Problem details:
Where does the string "Benchmarks" occur in the records below? Copy every line that holds it.
-*-*-
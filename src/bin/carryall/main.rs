//! carryall - fly a hovering carryall from the terminal
//!
//! Run with: cargo run
//!
//! Clips are read from `assets/` (override with `CARRYALL_ASSETS`), logs go
//! to `carryall.log`.

mod app;
mod assets;
mod keys;
mod logging;
mod ui;

fn main() -> color_eyre::Result<()> {
    color_eyre::install()?;
    logging::init()?;

    let clips = assets::load_clips(&assets::asset_dir())?;
    app::App::new(clips)?.run()
}
//! Benchmarks for individual sources.

mod clip;
mod noise;
mod oscillator;

pub use clip::bench_clip;
pub use noise::bench_noise;
pub use oscillator::bench_oscillator;
//! Time-windowed moving average of a 2D signal.
//!
//! Used to smooth the vehicle velocity for the camera. Samples are stored in
//! arrival order together with the run time they were taken at; every insert
//! evicts samples that fell out of the window, and the sample count is capped
//! so a very high frame rate cannot grow the buffer without bound.

use std::collections::VecDeque;
use std::time::Duration;

use glam::DVec2;

#[derive(Debug, Clone)]
pub struct MovingAverage {
    window: Duration,
    capacity: usize,
    samples: VecDeque<(Duration, DVec2)>,
}

impl MovingAverage {
    pub fn new(window: Duration, capacity: usize) -> Self {
        let capacity = capacity.max(1);
        Self {
            window,
            capacity,
            samples: VecDeque::with_capacity(capacity),
        }
    }

    /// Record `value` taken at run time `now`.
    pub fn sample(&mut self, now: Duration, value: DVec2) {
        let horizon = now.saturating_sub(self.window);
        while let Some(&(taken, _)) = self.samples.front() {
            if taken >= horizon {
                break;
            }
            self.samples.pop_front();
        }

        if self.samples.len() == self.capacity {
            self.samples.pop_front();
        }
        self.samples.push_back((now, value));
    }

    /// Arithmetic mean of the retained samples, or zero when empty.
    pub fn average(&self) -> DVec2 {
        if self.samples.is_empty() {
            return DVec2::ZERO;
        }
        let sum: DVec2 = self.samples.iter().map(|&(_, v)| v).sum();
        sum / self.samples.len() as f64
    }

    pub fn len(&self) -> usize {
        self.samples.len()
    }

    pub fn is_empty(&self) -> bool {
        self.samples.is_empty()
    }

    pub fn clear(&mut self) {
        self.samples.clear();
    }
}
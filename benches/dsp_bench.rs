//! Benchmarks for the sound sources and the mixing loop.
//!
//! Run with: cargo bench
//!
//! Every source is pulled one sample at a time on the audio thread, so a
//! block costs `block size × per-sample cost`. Reference deadlines at 48kHz:
//!   - 64 samples  = 1.33ms
//!   - 256 samples = 5.33ms
//!   - 1024 samples = 21.3ms
//!
//! Benchmark groups:
//!   - dsp/*        Individual sources (oscillator, vibrato, noise, clip)
//!   - scenarios/*  The full carryall channel set through `SidRenderer`

use criterion::{criterion_group, criterion_main};

mod dsp;
mod scenarios;

/// Common buffer sizes used in audio applications.
pub const BLOCK_SIZES: &[usize] = &[64, 256, 1024];

pub const SAMPLE_RATE: f32 = 48_000.0;

criterion_group!(
    benches,
    dsp::bench_oscillator,
    dsp::bench_noise,
    dsp::bench_clip,
    scenarios::bench_mix,
);
criterion_main!(benches);
//! Benchmarks for clip playback.

use std::hint::black_box;

use carryall::dsp::{ClipPlayer, DecodedClip};
use carryall::sid::Source;
use criterion::{BenchmarkId, Criterion};

use crate::{BLOCK_SIZES, SAMPLE_RATE};

fn test_clip(rate: f32) -> DecodedClip {
    let samples = (0..rate as usize)
        .map(|i| (i as f32 * 0.01).sin())
        .collect();
    DecodedClip::from_samples(samples, rate).expect("valid clip")
}

pub fn bench_clip(c: &mut Criterion) {
    let mut group = c.benchmark_group("dsp/clip");

    for &size in BLOCK_SIZES {
        let mut buffer = vec![0.0f32; size];

        // Matching rates: integer cursor steps
        let mut player = ClipPlayer::looping(test_clip(SAMPLE_RATE));
        group.bench_with_input(BenchmarkId::new("native_rate", size), &size, |b, _| {
            b.iter(|| {
                for sample in black_box(&mut buffer).iter_mut() {
                    *sample = player.generate(1.0, SAMPLE_RATE);
                }
            })
        });

        // 44.1k clip on a 48k device: interpolated reads
        let mut player = ClipPlayer::looping(test_clip(44_100.0));
        group.bench_with_input(BenchmarkId::new("resampled", size), &size, |b, _| {
            b.iter(|| {
                for sample in black_box(&mut buffer).iter_mut() {
                    *sample = player.generate(1.0, SAMPLE_RATE);
                }
            })
        });
    }

    group.finish();
}
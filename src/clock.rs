//! Run-relative time sources.
//!
//! Everything time-based in the simulation (crash grace period, indicator
//! blinking, explosion frames, moving-average windows) is expressed as a
//! `Duration` since the run started rather than as wall-clock instants. A
//! "has this started" question is answered by an `Option<Duration>`, never by
//! comparing timestamps against the start of the run.

use std::sync::atomic::{AtomicU64, Ordering};
use std::time::{Duration, Instant};

/// Source of elapsed run time.
pub trait Clock: Send + Sync {
    /// Time elapsed since the run started.
    fn elapsed(&self) -> Duration;
}

/// Wall-clock time since construction.
#[derive(Debug, Clone, Copy)]
pub struct MonotonicClock {
    start: Instant,
}

impl MonotonicClock {
    pub fn new() -> Self {
        Self {
            start: Instant::now(),
        }
    }
}

impl Default for MonotonicClock {
    fn default() -> Self {
        Self::new()
    }
}

impl Clock for MonotonicClock {
    fn elapsed(&self) -> Duration {
        self.start.elapsed()
    }
}

/// Manually advanced clock for deterministic tests and offline runs.
#[derive(Debug, Default)]
pub struct ManualClock {
    nanos: AtomicU64,
}

impl ManualClock {
    pub fn new() -> Self {
        Self::default()
    }

    pub fn advance(&self, by: Duration) {
        self.nanos.fetch_add(by.as_nanos() as u64, Ordering::Relaxed);
    }

    pub fn set(&self, to: Duration) {
        self.nanos.store(to.as_nanos() as u64, Ordering::Relaxed);
    }
}

impl Clock for ManualClock {
    fn elapsed(&self) -> Duration {
        Duration::from_nanos(self.nanos.load(Ordering::Relaxed))
    }
}

#[cfg(test)]
mod tests {
    use super::*;

    #[test]
    fn manual_clock_advances_and_resets() {
        let clock = ManualClock::new();
        assert_eq!(clock.elapsed(), Duration::ZERO);

        clock.advance(Duration::from_millis(250));
        clock.advance(Duration::from_millis(250));
        assert_eq!(clock.elapsed(), Duration::from_millis(500));

        clock.set(Duration::from_secs(3));
        assert_eq!(clock.elapsed(), Duration::from_secs(3));
    }

    #[test]
    fn monotonic_clock_never_goes_backwards() {
        let clock = MonotonicClock::new();
        let a = clock.elapsed();
        let b = clock.elapsed();
        assert!(b >= a);
    }
}
//! Low Frequency Oscillator helpers.

use std::f32::consts::TAU;

/*
Low Frequency Oscillators
=========================

An LFO is an oscillator running at control rate (well under 20 Hz). Its
output is never heard directly; it moves a parameter of something that is.

  bipolar     Output swings -1.0 to +1.0. Natural for symmetric effects.
  unipolar    Output stays in 0.0 to 1.0. Natural for "between A and B"
              sweeps, which is what the engine vibrato needs: the drone
              frequency moves between two multipliers of its base, never
              below the lower one.

    unipolar = (bipolar + 1.0) * 0.5

    bipolar   unipolar
    -1.0      0.0
     0.0      0.5
    +1.0      1.0

Typical speeds:

    0.1 - 1 Hz    slow drift, "breathing" engines
    2 - 7 Hz      classic musical vibrato
    > 15 Hz       approaching audio rate (FM/AM territory)
*/

/// Convert bipolar signal (-1.0 to +1.0) to unipolar (0.0 to 1.0).
#[inline]
pub fn bipolar_to_unipolar(bipolar: f32) -> f32 {
    (bipolar + 1.0) * 0.5
}

/// Convert unipolar signal (0.0 to 1.0) to bipolar (-1.0 to +1.0).
#[inline]
pub fn unipolar_to_bipolar(unipolar: f32) -> f32 {
    (unipolar * 2.0) - 1.0
}

/// Free-running sine LFO with a wrapped phase accumulator.
#[derive(Debug, Clone, Copy)]
pub struct SineLfo {
    frequency: f32,
    phase: f32,
}

impl SineLfo {
    pub fn new(frequency: f32) -> Self {
        Self {
            frequency: frequency.max(0.0),
            phase: 0.0,
        }
    }

    pub fn frequency(&self) -> f32 {
        self.frequency
    }

    pub fn phase(&self) -> f32 {
        self.phase
    }

    /// Advance one sample and return the bipolar value at the previous phase.
    #[inline]
    pub fn next_bipolar(&mut self, sample_rate: f32) -> f32 {
        let value = (TAU * self.phase).sin();
        self.phase = (self.phase + self.frequency / sample_rate).fract();
        value
    }
}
-*-*-
Expected answer:
//! Benchmarks for individual sources.
//! Benchmarks for the sound sources and the mixing loop.
//! Benchmarks for clip playback.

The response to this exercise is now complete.